==== THE DATA

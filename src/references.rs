use std::fs::File;
use std::path::Path;
use std::time::Duration;

use reqwest::blocking::Client;
use reqwest::header::{HeaderMap, HeaderValue, USER_AGENT};

use crate::domain::ncbi_ftp_path;
use crate::error::PipelineError;

pub trait ReferenceFetcher: Send + Sync {
    fn fetch(&self, url: &str, destination: &Path) -> Result<(), PipelineError>;
}

#[derive(Clone)]
pub struct ReferenceHttpClient {
    client: Client,
}

impl ReferenceHttpClient {
    pub fn new() -> Result<Self, PipelineError> {
        let mut headers = HeaderMap::new();
        headers.insert(
            USER_AGENT,
            HeaderValue::from_str(&format!("metagenome-from-profile/{}", env!("CARGO_PKG_VERSION")))
                .map_err(|err| PipelineError::ReferenceHttp(err.to_string()))?,
        );
        let client = Client::builder()
            .default_headers(headers)
            .timeout(Duration::from_secs(120))
            .build()
            .map_err(|err| PipelineError::ReferenceHttp(err.to_string()))?;
        Ok(Self { client })
    }
}

impl ReferenceFetcher for ReferenceHttpClient {
    // A single attempt; a failed download ends the run.
    fn fetch(&self, url: &str, destination: &Path) -> Result<(), PipelineError> {
        let url = normalize_url(url);
        tracing::debug!(url = %url, "downloading additional references");
        let mut response = self
            .client
            .get(&url)
            .send()
            .map_err(|err| PipelineError::ReferenceHttp(err.to_string()))?;
        if !response.status().is_success() {
            let status = response.status().as_u16();
            let message = response
                .text()
                .unwrap_or_else(|_| "reference request failed".to_string());
            return Err(PipelineError::ReferenceStatus { status, message });
        }
        let mut file = File::create(destination)
            .map_err(|err| PipelineError::Filesystem(err.to_string()))?;
        std::io::copy(&mut response, &mut file)
            .map_err(|err| PipelineError::ReferenceHttp(err.to_string()))?;
        Ok(())
    }
}

// reqwest has no ftp support; NCBI serves the same tree over https.
pub fn normalize_url(url: &str) -> String {
    match ncbi_ftp_path(url) {
        Some(rest) => format!("https://ftp.ncbi.nlm.nih.gov/{rest}"),
        None => url.to_string(),
    }
}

========

### THE TASK
Transcribe every line of the records exactly, please.

### PROBLEM SOLUTION
filename src/references.rs
use std::fs::File;
use std::path::Path;
use std::time::Duration;

use reqwest::blocking::Client;
use reqwest::header::{HeaderMap, HeaderValue, USER_AGENT};

use crate::domain::ncbi_ftp_path;
use crate::error::PipelineError;

pub trait ReferenceFetcher: Send + Sync {
    fn fetch(&self, url: &str, destination: &Path) -> Result<(), PipelineError>;
}

#[derive(Clone)]
pub struct ReferenceHttpClient {
    client: Client,
}

impl ReferenceHttpClient {
    pub fn new() -> Result<Self, PipelineError> {
        let mut headers = HeaderMap::new();
        headers.insert(
            USER_AGENT,
            HeaderValue::from_str(&format!("metagenome-from-profile/{}", env!("CARGO_PKG_VERSION")))
                .map_err(|err| PipelineError::ReferenceHttp(err.to_string()))?,
        );
        let client = Client::builder()
            .default_headers(headers)
            .timeout(Duration::from_secs(120))
            .build()
            .map_err(|err| PipelineError::ReferenceHttp(err.to_string()))?;
        Ok(Self { client })
    }
}

impl ReferenceFetcher for ReferenceHttpClient {
    // A single attempt; a failed download ends the run.
    fn fetch(&self, url: &str, destination: &Path) -> Result<(), PipelineError> {
        let url = normalize_url(url);
        tracing::debug!(url = %url, "downloading additional references");
        let mut response = self
            .client
            .get(&url)
            .send()
            .map_err(|err| PipelineError::ReferenceHttp(err.to_string()))?;
        if !response.status().is_success() {
            let status = response.status().as_u16();
            let message = response
                .text()
                .unwrap_or_else(|_| "reference request failed".to_string());
            return Err(PipelineError::ReferenceStatus { status, message });
        }
        let mut file = File::create(destination)
            .map_err(|err| PipelineError::Filesystem(err.to_string()))?;
        std::io::copy(&mut response, &mut file)
            .map_err(|err| PipelineError::ReferenceHttp(err.to_string()))?;
        Ok(())
    }
}

// reqwest has no ftp support; NCBI serves the same tree over https.
pub fn normalize_url(url: &str) -> String {
    match ncbi_ftp_path(url) {
        Some(rest) => format!("https://ftp.ncbi.nlm.nih.gov/{rest}"),
        None => url.to_string(),
    }
}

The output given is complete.